Malta is one of only seven jurisdictions which was found to have an ‘evident proactive approach’ in regard to Initial Coin Offerings (ICOs) and digital currencies in recommendations drawn up for the European Securities and Markets Authority.
The other jurisdictions are Switzerland, Lithuania, Gibraltar, Jersey, the Isle of Man and France.
The report was drawn up for ESMA, an independent EU authority, by its Securities and Markets Stakeholders Group which facilitates consultation between ESMA, its Board of Supervisors and stakeholders.
The group mapped legislative developments and regulatory approaches taken by national securities supervisory authorities in the EU and EEA member states in regard to Initial Coin Offerings (ICOs) and digital currencies.
The goal of this report was to advise ESMA on ways to contain the risks of ICOs and virtual currencies, on top of existing regulation, mainly with regards to risks for investors.
The use of words like “currency” or “initial offering” provides an appearance of legitimacy and protection to various schemes
Thirty-six jurisdictions were covered, and the SMSG found that not all countries had taken the same approach.
“Indeed, the impression that comes across when analysing this research is that countries have either taken a nuanced approach or not expressed a clear/definite approach to the evolving nature, typography or offer of ICOs and crypto assets.
“Of the countries covered herein, no jurisdiction appears to have imposed severe limitations or outright bans for ICOs and crypto assets initiatives or offerings within its territory,” it noted.
The countries were broadly classified into three categories: evident proactive approach (7 jurisdictions); careful consideration (15 jurisdictions); and undefined approach (14 jurisdictions).
With regards to the first category, into which Malta was placed, it said that these jurisdictions had expressly legislated or specifically developed methodologies, criteria or guidelines for assessing how and to what extent ICOs could be considered as financial instruments, thus falling under their respective framework of financial services legislation.

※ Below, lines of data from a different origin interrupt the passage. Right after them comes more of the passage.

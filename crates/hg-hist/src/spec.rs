//! Axis specifications and their normalization into edges.
//!
//! An axis can be described in several ways. All of them end up as one
//! strictly increasing edge list:
//!
//! - [`AxisSpec::Uniform`]: `nbins` equal bins over `[low, high]`.
//! - [`AxisSpec::Edges`]: explicit edges.
//! - [`AxisSpec::Segments`]: concatenated [`Segment`]s, for piecewise-uniform
//!   or irregular layouts.
//! - [`AxisSpec::Shorthand`]: the compact text form parsed by
//!   [`crate::shorthand`], e.g. `"0 (5,10) (2,20)"`.
//!
//! Consecutive segments may share their junction edge; the shared value is kept
//! once and belongs to the upper segment's first bin. Any other repeated or
//! decreasing edge is an [`Error::InvalidSpec`].

use std::str::FromStr;

use hg_core::{Error, Result};
use serde::{Deserialize, Serialize};

use crate::axis::Axis;

/// Largest bin count accepted for a single segment.
pub const MAX_SEGMENT_BINS: usize = 1 << 24;

/// One piece of a composite axis.
#[derive(Debug, Clone, PartialEq, Serialize, Deserialize)]
#[serde(rename_all = "snake_case")]
pub enum Segment {
    /// A single edge.
    Edge(f64),
    /// Explicit edges.
    Edges(Vec<f64>),
    /// `nbins` equal bins over `[low, high]` (a reversed range is swapped).
    Uniform {
        /// Number of bins in the segment.
        nbins: usize,
        /// Lower bound.
        low: f64,
        /// Upper bound.
        high: f64,
    },
    /// `nbins` equal bins from the previous edge up to `high`.
    Step {
        /// Number of bins in the segment.
        nbins: usize,
        /// Upper bound.
        high: f64,
    },
}

/// Description of one axis, in any of the accepted forms.
///
/// Deserializes (untagged) from a list of numbers, `{"nbins": n, "low": a,
/// "high": b}`, a list of segments, or a shorthand string.
#[derive(Debug, Clone, PartialEq, Serialize, Deserialize)]
#[serde(untagged)]
pub enum AxisSpec {
    // Must precede `Uniform`: serde accepts `[n, low, high]` as a struct in sequence form.
    /// Explicit edges.
    Edges(Vec<f64>),
    /// `nbins` equal bins over `[low, high]`.
    Uniform {
        /// Number of bins.
        nbins: usize,
        /// Lower bound.
        low: f64,
        /// Upper bound.
        high: f64,
    },
    /// Concatenated segments.
    Segments(Vec<Segment>),
    /// Text shorthand, see [`crate::shorthand`].
    Shorthand(String),
}

impl AxisSpec {
    /// Uniform spec.
    pub fn uniform(nbins: usize, low: f64, high: f64) -> Self {
        AxisSpec::Uniform { nbins, low, high }
    }

    /// Explicit-edges spec.
    pub fn edges(edges: impl Into<Vec<f64>>) -> Self {
        AxisSpec::Edges(edges.into())
    }

    /// Normalize and validate into an [`Axis`].
    pub fn build(&self) -> Result<Axis> {
        match self {
            AxisSpec::Edges(edges) => Axis::from_edges(edges.clone()),
            AxisSpec::Uniform { nbins, low, high } => Axis::uniform(*nbins, *low, *high),
            AxisSpec::Segments(segments) => Axis::from_segments(segments),
            AxisSpec::Shorthand(text) => text.parse::<AxisSpec>()?.build(),
        }
    }
}

impl FromStr for AxisSpec {
    type Err = Error;

    fn from_str(s: &str) -> Result<Self> {
        crate::shorthand::parse_segments(s).map(AxisSpec::Segments)
    }
}

impl From<&Axis> for AxisSpec {
    fn from(axis: &Axis) -> Self {
        AxisSpec::Edges(axis.edges().to_vec())
    }
}

/// Check that `edges` can back an [`Axis`].
pub(crate) fn validate_edges(edges: &[f64]) -> Result<()> {
    if edges.len() < 2 {
        return Err(Error::InvalidSpec(format!(
            "an axis needs at least 2 edges, got {}",
            edges.len()
        )));
    }
    for (i, &e) in edges.iter().enumerate() {
        if !e.is_finite() {
            return Err(Error::InvalidSpec(format!("edge[{i}] must be finite, got {e}")));
        }
    }
    for (i, pair) in edges.windows(2).enumerate() {
        if pair[1] <= pair[0] {
            return Err(Error::InvalidSpec(format!(
                "edges must be strictly increasing, got edge[{}]={} and edge[{}]={}",
                i,
                pair[0],
                i + 1,
                pair[1]
            )));
        }
    }
    Ok(())
}

/// Concatenate segments into one validated edge list.
pub(crate) fn expand_segments(segments: &[Segment]) -> Result<Vec<f64>> {
    let mut edges: Vec<f64> = Vec::new();
    for (k, segment) in segments.iter().enumerate() {
        match segment {
            Segment::Edge(x) => push_edge(&mut edges, *x, true)?,
            Segment::Edges(xs) => {
                for (i, &x) in xs.iter().enumerate() {
                    push_edge(&mut edges, x, i == 0)?;
                }
            }
            Segment::Uniform { nbins, low, high } => {
                check_nbins(k, *nbins)?;
                let (low, high) = uniform_range(k, *low, *high)?;
                push_edge(&mut edges, low, true)?;
                push_uniform(&mut edges, *nbins, low, high)?;
            }
            Segment::Step { nbins, high } => {
                check_nbins(k, *nbins)?;
                let low = *edges.last().ok_or_else(|| {
                    Error::InvalidSpec(format!(
                        "segment {k}: a ({nbins}, {high}) step needs a preceding edge"
                    ))
                })?;
                if !high.is_finite() || *high <= low {
                    return Err(Error::InvalidSpec(format!(
                        "segment {k}: step upper bound {high} must be finite and above {low}"
                    )));
                }
                push_uniform(&mut edges, *nbins, low, *high)?;
            }
        }
    }
    validate_edges(&edges)?;
    Ok(edges)
}

fn check_nbins(segment: usize, nbins: usize) -> Result<()> {
    if nbins < 1 {
        return Err(Error::InvalidSpec(format!("segment {segment}: bin count must be >= 1")));
    }
    if nbins > MAX_SEGMENT_BINS {
        return Err(Error::InvalidSpec(format!(
            "segment {segment}: bin count {nbins} exceeds the limit of {MAX_SEGMENT_BINS}"
        )));
    }
    Ok(())
}

fn uniform_range(segment: usize, low: f64, high: f64) -> Result<(f64, f64)> {
    if !low.is_finite() || !high.is_finite() {
        return Err(Error::InvalidSpec(format!(
            "segment {segment}: range bounds must be finite, got ({low}, {high})"
        )));
    }
    if low == high {
        return Err(Error::InvalidSpec(format!(
            "segment {segment}: empty range ({low}, {high})"
        )));
    }
    if low > high {
        log::warn!("segment {segment}: reversed range ({low}, {high}) swapped");
        return Ok((high, low));
    }
    Ok((low, high))
}

/// Append the `nbins` upper edges of a uniform split of `[low, high]`;
/// `low` must already be the last edge.
///
/// Each edge is computed from its own index so rounding does not accumulate:
/// `(10, 0, 1)` yields exactly the literals `0.1, 0.2, ..., 0.9`.
fn push_uniform(edges: &mut Vec<f64>, nbins: usize, low: f64, high: f64) -> Result<()> {
    edges.try_reserve(nbins).map_err(|e| {
        Error::InvalidSpec(format!("cannot allocate {nbins} uniform bins: {e}"))
    })?;
    let span = high - low;
    let n = nbins as f64;
    for i in 1..nbins {
        push_edge(edges, low + span * i as f64 / n, false)?;
    }
    push_edge(edges, high, false)
}

fn push_edge(edges: &mut Vec<f64>, x: f64, junction: bool) -> Result<()> {
    if !x.is_finite() {
        return Err(Error::InvalidSpec(format!("edge {} must be finite, got {x}", edges.len())));
    }
    if let Some(&last) = edges.last() {
        if junction && x == last {
            return Ok(());
        }
        if x <= last {
            return Err(Error::InvalidSpec(format!(
                "edges must be strictly increasing, got {last} followed by {x}"
            )));
        }
    }
    edges.push(x);
    Ok(())
}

Current rules on securities business, prospectus, anti-money laundering, financing of terrorism and/or market abuse continue to apply to such offerings, as applicable. France is in the process of doing so following recent statements.
SMSG advised ESMA to provide a number of technical guidelines, many of which were centred on the need for clear definitions and supervisory convergence.
With regards to tokens, it urged ESMA to ask the Commission to consider adding these tokens to the MiFID list of financial instruments.
There were 1,930 cryptocurrencies identified in CoinMarketCap as of September, 2018) and most use distributed ledger technology (DLT) in one form (blockchain) or other. However, there is no universal classification of crypto assets.
“The use of words like “currency” or “initial offering” provides an appearance of legitimacy and protection to various schemes. These concepts are, however, improperly used in the world of crypto assets and may mislead investors and lower their risk awareness. It is therefore crucial to define the concepts used in this report,” it said.
The group noted that the number of scams (78%) was very high.
“Even though the dollar value chart show that those are ICOs of smaller size, the high level of failure, fraud and money-laundering through crypto-assets should be of high concern for the EU regulators.”